# Records from a data collection

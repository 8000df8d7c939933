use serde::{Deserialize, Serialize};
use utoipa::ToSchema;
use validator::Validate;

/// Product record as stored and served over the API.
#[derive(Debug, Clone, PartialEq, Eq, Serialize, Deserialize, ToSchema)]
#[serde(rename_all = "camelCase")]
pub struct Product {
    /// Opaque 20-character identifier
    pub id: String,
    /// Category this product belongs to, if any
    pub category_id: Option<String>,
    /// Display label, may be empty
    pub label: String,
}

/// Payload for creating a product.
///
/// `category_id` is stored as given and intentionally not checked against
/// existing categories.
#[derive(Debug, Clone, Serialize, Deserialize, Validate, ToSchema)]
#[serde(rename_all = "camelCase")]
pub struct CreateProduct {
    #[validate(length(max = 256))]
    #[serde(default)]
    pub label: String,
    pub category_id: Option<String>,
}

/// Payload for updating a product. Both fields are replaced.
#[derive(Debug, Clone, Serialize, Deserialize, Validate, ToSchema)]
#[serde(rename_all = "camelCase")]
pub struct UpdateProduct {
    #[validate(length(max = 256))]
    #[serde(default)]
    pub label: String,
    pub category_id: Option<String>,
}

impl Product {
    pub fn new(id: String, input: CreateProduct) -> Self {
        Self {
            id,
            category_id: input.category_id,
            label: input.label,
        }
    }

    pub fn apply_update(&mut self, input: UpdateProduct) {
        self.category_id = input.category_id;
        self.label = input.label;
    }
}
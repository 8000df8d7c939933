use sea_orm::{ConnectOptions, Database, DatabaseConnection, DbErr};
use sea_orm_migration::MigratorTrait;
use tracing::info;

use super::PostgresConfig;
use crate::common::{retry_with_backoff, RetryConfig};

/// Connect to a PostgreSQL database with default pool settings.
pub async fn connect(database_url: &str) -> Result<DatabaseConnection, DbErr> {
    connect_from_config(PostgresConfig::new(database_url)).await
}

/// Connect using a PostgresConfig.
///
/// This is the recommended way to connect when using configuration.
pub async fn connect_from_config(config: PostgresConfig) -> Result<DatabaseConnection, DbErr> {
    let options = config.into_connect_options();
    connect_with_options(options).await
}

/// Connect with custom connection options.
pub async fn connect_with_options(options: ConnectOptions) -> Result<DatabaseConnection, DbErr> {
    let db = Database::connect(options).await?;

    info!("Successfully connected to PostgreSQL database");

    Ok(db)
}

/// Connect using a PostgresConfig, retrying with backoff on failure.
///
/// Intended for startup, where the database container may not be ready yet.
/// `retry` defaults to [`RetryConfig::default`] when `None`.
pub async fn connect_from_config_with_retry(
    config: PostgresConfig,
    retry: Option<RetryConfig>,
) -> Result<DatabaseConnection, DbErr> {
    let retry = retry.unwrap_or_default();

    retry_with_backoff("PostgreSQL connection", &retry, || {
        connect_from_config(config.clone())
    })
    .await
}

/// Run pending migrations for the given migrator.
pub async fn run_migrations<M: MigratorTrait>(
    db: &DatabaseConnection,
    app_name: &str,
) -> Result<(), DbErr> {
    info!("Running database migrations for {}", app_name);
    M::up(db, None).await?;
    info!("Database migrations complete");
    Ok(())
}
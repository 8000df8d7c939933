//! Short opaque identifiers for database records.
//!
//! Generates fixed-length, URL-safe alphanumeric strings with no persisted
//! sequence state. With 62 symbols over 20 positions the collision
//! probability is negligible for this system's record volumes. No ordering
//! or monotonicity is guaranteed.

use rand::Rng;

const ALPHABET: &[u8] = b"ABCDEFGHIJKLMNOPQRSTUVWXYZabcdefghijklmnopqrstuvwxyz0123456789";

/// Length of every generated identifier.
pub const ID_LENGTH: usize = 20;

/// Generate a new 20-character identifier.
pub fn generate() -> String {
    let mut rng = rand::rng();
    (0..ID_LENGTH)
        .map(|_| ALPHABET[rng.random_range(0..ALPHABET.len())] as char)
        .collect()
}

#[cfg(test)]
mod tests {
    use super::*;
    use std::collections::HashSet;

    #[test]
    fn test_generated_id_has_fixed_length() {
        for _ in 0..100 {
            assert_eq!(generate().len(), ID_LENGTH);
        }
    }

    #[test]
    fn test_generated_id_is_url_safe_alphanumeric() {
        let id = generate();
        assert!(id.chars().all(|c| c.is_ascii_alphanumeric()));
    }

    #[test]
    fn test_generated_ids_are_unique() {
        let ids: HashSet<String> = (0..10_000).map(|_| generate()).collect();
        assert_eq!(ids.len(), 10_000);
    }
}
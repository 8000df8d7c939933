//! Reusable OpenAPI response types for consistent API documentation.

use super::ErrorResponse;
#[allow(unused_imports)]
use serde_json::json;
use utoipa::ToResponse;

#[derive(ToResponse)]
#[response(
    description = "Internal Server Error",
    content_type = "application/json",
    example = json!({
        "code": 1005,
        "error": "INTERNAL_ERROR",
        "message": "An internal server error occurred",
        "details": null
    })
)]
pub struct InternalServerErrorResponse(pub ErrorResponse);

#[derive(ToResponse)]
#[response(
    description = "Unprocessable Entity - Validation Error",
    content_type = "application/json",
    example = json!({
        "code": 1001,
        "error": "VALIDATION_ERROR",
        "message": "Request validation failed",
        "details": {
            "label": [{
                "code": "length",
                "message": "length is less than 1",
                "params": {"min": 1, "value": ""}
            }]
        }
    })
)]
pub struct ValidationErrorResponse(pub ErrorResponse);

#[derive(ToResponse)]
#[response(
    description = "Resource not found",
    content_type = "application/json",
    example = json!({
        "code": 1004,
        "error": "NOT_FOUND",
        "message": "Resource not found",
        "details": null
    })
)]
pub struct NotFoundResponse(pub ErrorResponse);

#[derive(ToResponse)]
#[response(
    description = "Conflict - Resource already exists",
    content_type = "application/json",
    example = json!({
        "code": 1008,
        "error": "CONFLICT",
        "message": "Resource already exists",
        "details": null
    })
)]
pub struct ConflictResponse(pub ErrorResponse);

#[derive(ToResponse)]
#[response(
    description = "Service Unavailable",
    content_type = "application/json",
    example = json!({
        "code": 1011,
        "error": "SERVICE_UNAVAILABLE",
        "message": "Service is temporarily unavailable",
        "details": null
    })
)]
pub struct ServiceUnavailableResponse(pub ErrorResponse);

# DIRECTIONS FOR THIS TASK
Print exactly the lines from the beginning of the entries through the line with "pub struct UpdateProduct". Output nothing more.

# SOLUTION FOR THIS PROBLEM
repository 8000df8d7c939933
use serde::{Deserialize, Serialize};
use utoipa::ToSchema;
use validator::Validate;

/// Product record as stored and served over the API.
#[derive(Debug, Clone, PartialEq, Eq, Serialize, Deserialize, ToSchema)]
#[serde(rename_all = "camelCase")]
pub struct Product {
    /// Opaque 20-character identifier
    pub id: String,
    /// Category this product belongs to, if any
    pub category_id: Option<String>,
    /// Display label, may be empty
    pub label: String,
}

/// Payload for creating a product.
///
/// `category_id` is stored as given and intentionally not checked against
/// existing categories.
#[derive(Debug, Clone, Serialize, Deserialize, Validate, ToSchema)]
#[serde(rename_all = "camelCase")]
pub struct CreateProduct {
    #[validate(length(max = 256))]
    #[serde(default)]
    pub label: String,
    pub category_id: Option<String>,
}

/// Payload for updating a product. Both fields are replaced.
#[derive(Debug, Clone, Serialize, Deserialize, Validate, ToSchema)]
#[serde(rename_all = "camelCase")]
pub struct UpdateProduct {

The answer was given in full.